■ RECORDS:
//! Consumer runtime: polls partitions for a group and hands records to a
//! handler, committing only after the handler succeeds.
//!
//! Retries are bounded. A record whose handler keeps failing is copied to the
//! topic's dead-letter topic together with its provenance, then committed so
//! the partition can make progress.

use std::collections::HashMap;
use std::sync::Arc;
use std::time::Duration;

use async_trait::async_trait;
use futures_util::future::join_all;
use thiserror::Error;
use tokio::sync::{Mutex, watch};

use crate::topics::dead_letter_topic;
use crate::{MessageBroker, Offset, Record, Result};

/// Header naming the topic a dead-lettered record came from.
pub const ORIGINAL_TOPIC_HEADER: &str = "x-original-topic";
/// Header naming the partition a dead-lettered record came from.
pub const ORIGINAL_PARTITION_HEADER: &str = "x-original-partition";
/// Header holding the offset a dead-lettered record had.
pub const ORIGINAL_OFFSET_HEADER: &str = "x-original-offset";
/// Header holding the last handler error.
pub const ERROR_HEADER: &str = "x-error";
/// Header holding the number of attempts made.
pub const ATTEMPTS_HEADER: &str = "x-attempts";

/// Outcome of a failed handler invocation.
#[derive(Debug, Clone, PartialEq, Eq, Error)]
pub enum HandlerError {
    /// The record may succeed later (missing dependency, upstream outage).
    #[error("{0}")]
    Retryable(String),

    /// The record will never succeed (undecodable payload, conflicting data).
    #[error("{0}")]
    Permanent(String),
}

impl HandlerError {
    pub fn retryable(reason: impl Into<String>) -> Self {
        Self::Retryable(reason.into())
    }

    pub fn permanent(reason: impl Into<String>) -> Self {
        Self::Permanent(reason.into())
    }

    pub fn is_permanent(&self) -> bool {
        matches!(self, Self::Permanent(_))
    }
}

impl From<serde_json::Error> for HandlerError {
    fn from(err: serde_json::Error) -> Self {
        Self::Permanent(format!("undecodable payload: {err}"))
    }
}

/// Processes records delivered to a consumer.
///
/// Handlers must be idempotent: a record is redelivered until it is
/// committed, so the same record can arrive more than once.
#[async_trait]
pub trait MessageHandler: Send + Sync {
    /// Name used in logs and metric labels.
    fn name(&self) -> &'static str;

    async fn handle(&self, record: &Record) -> std::result::Result<(), HandlerError>;
}

/// Consumer settings.
#[derive(Debug, Clone)]
pub struct ConsumerConfig {
    pub group: String,
    pub topics: Vec<String>,

    /// Maximum records fetched per partition per poll.
    pub max_batch: usize,

    /// Attempts before a retryable failure is dead-lettered.
    pub max_attempts: u32,

    pub poll_interval: Duration,
}

impl Default for ConsumerConfig {
    fn default() -> Self {
        Self {
            group: "default-group".to_string(),
            topics: Vec::new(),
            max_batch: 100,
            max_attempts: 5,
            poll_interval: Duration::from_millis(200),
        }
    }
}

impl ConsumerConfig {
    /// Creates a config for `group` subscribed to `topics`.
    pub fn new<I, S>(group: impl Into<String>, topics: I) -> Self
    where
        I: IntoIterator<Item = S>,
        S: Into<String>,
    {
        Self {
            group: group.into(),
            topics: topics.into_iter().map(Into::into).collect(),
            ..Self::default()
        }
    }

    pub fn with_max_batch(mut self, max_batch: usize) -> Self {
        self.max_batch = max_batch.max(1);
        self
    }

    pub fn with_max_attempts(mut self, max_attempts: u32) -> Self {
        self.max_attempts = max_attempts.max(1);
        self
    }

    pub fn with_poll_interval(mut self, poll_interval: Duration) -> Self {
        self.poll_interval = poll_interval;
        self
    }
}

/// Counts from one or more polls.
#[derive(Debug, Clone, Copy, Default, PartialEq, Eq)]
pub struct PollStats {
    /// Records handled successfully and committed.
    pub processed: usize,
    /// Records that failed and were left uncommitted for redelivery.
    pub retried: usize,
    /// Records copied to a dead-letter topic and committed.
    pub dead_lettered: usize,
}

impl PollStats {
    fn merge(&mut self, other: PollStats) {
        self.processed += other.processed;
        self.retried += other.retried;
        self.dead_lettered += other.dead_lettered;
    }
}

type AttemptKey = (String, u32, Offset);

/// A consumer group member reading every partition of its topics.
///
/// Partitions are polled concurrently; records of a single partition are
/// handled strictly in offset order, and a failing record holds back the
/// records behind it until it succeeds or is dead-lettered.
pub struct Consumer<B: MessageBroker> {
    broker: B,
    handler: Arc<dyn MessageHandler>,
    config: ConsumerConfig,
    attempts: Mutex<HashMap<AttemptKey, u32>>,
}

impl<B: MessageBroker> Consumer<B> {
    pub fn new(broker: B, handler: Arc<dyn MessageHandler>, config: ConsumerConfig) -> Self {
        Self {
            broker,
            handler,
            config,
            attempts: Mutex::new(HashMap::new()),
        }
    }

    pub fn config(&self) -> &ConsumerConfig {
        &self.config
    }

    /// Polls every partition of every subscribed topic once.
    ///
    /// Broker errors on one partition are logged and do not stop the others.
    #[tracing::instrument(skip(self), fields(group = %self.config.group, handler = self.handler.name()))]
    pub async fn poll_once(&self) -> Result<PollStats> {
        let mut assignments = Vec::new();
        for topic in &self.config.topics {
            let partitions = self.broker.partition_count(topic).await?;
            assignments.extend((0..partitions).map(|partition| (topic.as_str(), partition)));
        }

        let results = join_all(
            assignments
                .iter()
                .map(|(topic, partition)| self.poll_partition(topic, *partition)),
        )
        .await;

        let mut stats = PollStats::default();
        for ((topic, partition), result) in assignments.iter().zip(results) {
            match result {
                Ok(partition_stats) => stats.merge(partition_stats),
                Err(e) => {
                    tracing::warn!(topic, partition, error = %e, "partition poll failed");
                }
            }
        }

        Ok(stats)
    }

    /// Polls until a poll handles nothing, returning the accumulated counts.
    ///
    /// Records that keep failing are retried on every round until they are
    /// dead-lettered, so this always terminates.
    pub async fn drain(&self) -> Result<PollStats> {
        let mut total = PollStats::default();
        loop {
            let stats = self.poll_once().await?;
            total.merge(stats);
            if stats == PollStats::default() {
                return Ok(total);
            }
        }
    }

    async fn poll_partition(&self, topic: &str, partition: u32) -> Result<PollStats> {
        let group = self.config.group.as_str();
        let records = self
            .broker
            .fetch(group, topic, partition, self.config.max_batch)
            .await?;

        let mut stats = PollStats::default();
        for record in records {
            tracing::debug!(
                topic = %record.topic,
                partition = record.partition,
                offset = %record.offset,
                key = %record.key,
                event_type = %record.event_type,
                correlation_id = ?record.correlation_id(),
                "received record"
            );

            match self.handler.handle(&record).await {
                Ok(()) => {
                    self.commit(&record).await?;
                    stats.processed += 1;
                    metrics::counter!(
                        "consumer_records_processed_total",
                        "group" => self.config.group.clone(),
                        "topic" => record.topic.clone()
                    )
                    .increment(1);
                }
                Err(err) => {
                    let attempts = self.record_attempt(&record).await;
                    metrics::counter!(
                        "consumer_handler_errors_total",
                        "group" => self.config.group.clone(),
                        "topic" => record.topic.clone()
                    )
                    .increment(1);

                    if err.is_permanent() || attempts >= self.config.max_attempts {
                        self.dead_letter(&record, &err, attempts).await?;
                        self.commit(&record).await?;
                        stats.dead_lettered += 1;
                    } else {
                        tracing::warn!(
                            handler = self.handler.name(),
                            topic = %record.topic,
                            partition = record.partition,
                            offset = %record.offset,
                            attempts,
                            max_attempts = self.config.max_attempts,
                            error = %err,
                            "handler failed, record will be redelivered"
                        );
                        stats.retried += 1;
                        break;
                    }
                }
            }
        }

        self.report_lag(topic, partition).await?;
        Ok(stats)
    }

    async fn commit(&self, record: &Record) -> Result<()> {
        self.broker
            .commit(
                &self.config.group,
                &record.topic,
                record.partition,
                record.offset.next(),
            )
            .await?;
        self.attempts
            .lock()
            .await
            .remove(&(record.topic.clone(), record.partition, record.offset));
        Ok(())
    }

    async fn record_attempt(&self, record: &Record) -> u32 {
        let mut attempts = self.attempts.lock().await;
        let count = attempts
            .entry((record.topic.clone(), record.partition, record.offset))
            .or_insert(0);
        *count += 1;
        *count
    }

    async fn dead_letter(&self, record: &Record, err: &HandlerError, attempts: u32) -> Result<()> {
        let target = dead_letter_topic(&record.topic);
        let message = record
            .to_message()
            .with_header(ORIGINAL_TOPIC_HEADER, record.topic.clone())
            .with_header(ORIGINAL_PARTITION_HEADER, record.partition.to_string())
            .with_header(ORIGINAL_OFFSET_HEADER, record.offset.to_string())
            .with_header(ERROR_HEADER, err.to_string())
            .with_header(ATTEMPTS_HEADER, attempts.to_string());

        self.broker.publish(&target, message).await?;

        tracing::error!(
            handler = self.handler.name(),
            group = %self.config.group,
            topic = %record.topic,
            partition = record.partition,
            offset = %record.offset,
            key = %record.key,
            attempts,
            error = %err,
            dead_letter_topic = %target,
            "record dead-lettered"
        );
        metrics::counter!(
            "consumer_dead_lettered_total",
            "group" => self.config.group.clone(),
            "topic" => record.topic.clone()
        )
        .increment(1);

        Ok(())
    }

    async fn report_lag(&self, topic: &str, partition: u32) -> Result<()> {
        let end = self.broker.end_offset(topic, partition).await?;
        let committed = self
            .broker
            .committed_offset(&self.config.group, topic, partition)
            .await?;
        let lag = end.as_u64().saturating_sub(committed.as_u64());

        metrics::gauge!(
            "consumer_lag",
            "group" => self.config.group.clone(),
            "topic" => topic.to_string(),
            "partition" => partition.to_string()
        )
        .set(lag as f64);
        Ok(())
    }

    /// Polls on the configured interval until `shutdown` flips to true or its
    /// sender is dropped.
    pub async fn run(&self, mut shutdown: watch::Receiver<bool>) {
        tracing::info!(
            group = %self.config.group,
            topics = ?self.config.topics,
            handler = self.handler.name(),
            "consumer started"
        );

        let mut interval = tokio::time::interval(self.config.poll_interval);
        interval.set_missed_tick_behavior(tokio::time::MissedTickBehavior::Delay);

        loop {
            tokio::select! {
                _ = interval.tick() => {
                    if let Err(e) = self.poll_once().await {
                        tracing::warn!(group = %self.config.group, error = %e, "poll failed");
                    }
                }
                changed = shutdown.changed() => {
                    if changed.is_err() || *shutdown.borrow() {
                        break;
                    }
                }
            }
        }

        tracing::info!(group = %self.config.group, "consumer stopped");
    }
}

■ INSTRUCTIONS FOR THE TASK: Reproduce every line of the entries above, unchanged, from the very first one down to and including the line containing "use async_trait::async_trait;".

■ OUTPUT:
//! Consumer runtime: polls partitions for a group and hands records to a
//! handler, committing only after the handler succeeds.
//!
//! Retries are bounded. A record whose handler keeps failing is copied to the
//! topic's dead-letter topic together with its provenance, then committed so
//! the partition can make progress.

use std::collections::HashMap;
use std::sync::Arc;
use std::time::Duration;

use async_trait::async_trait;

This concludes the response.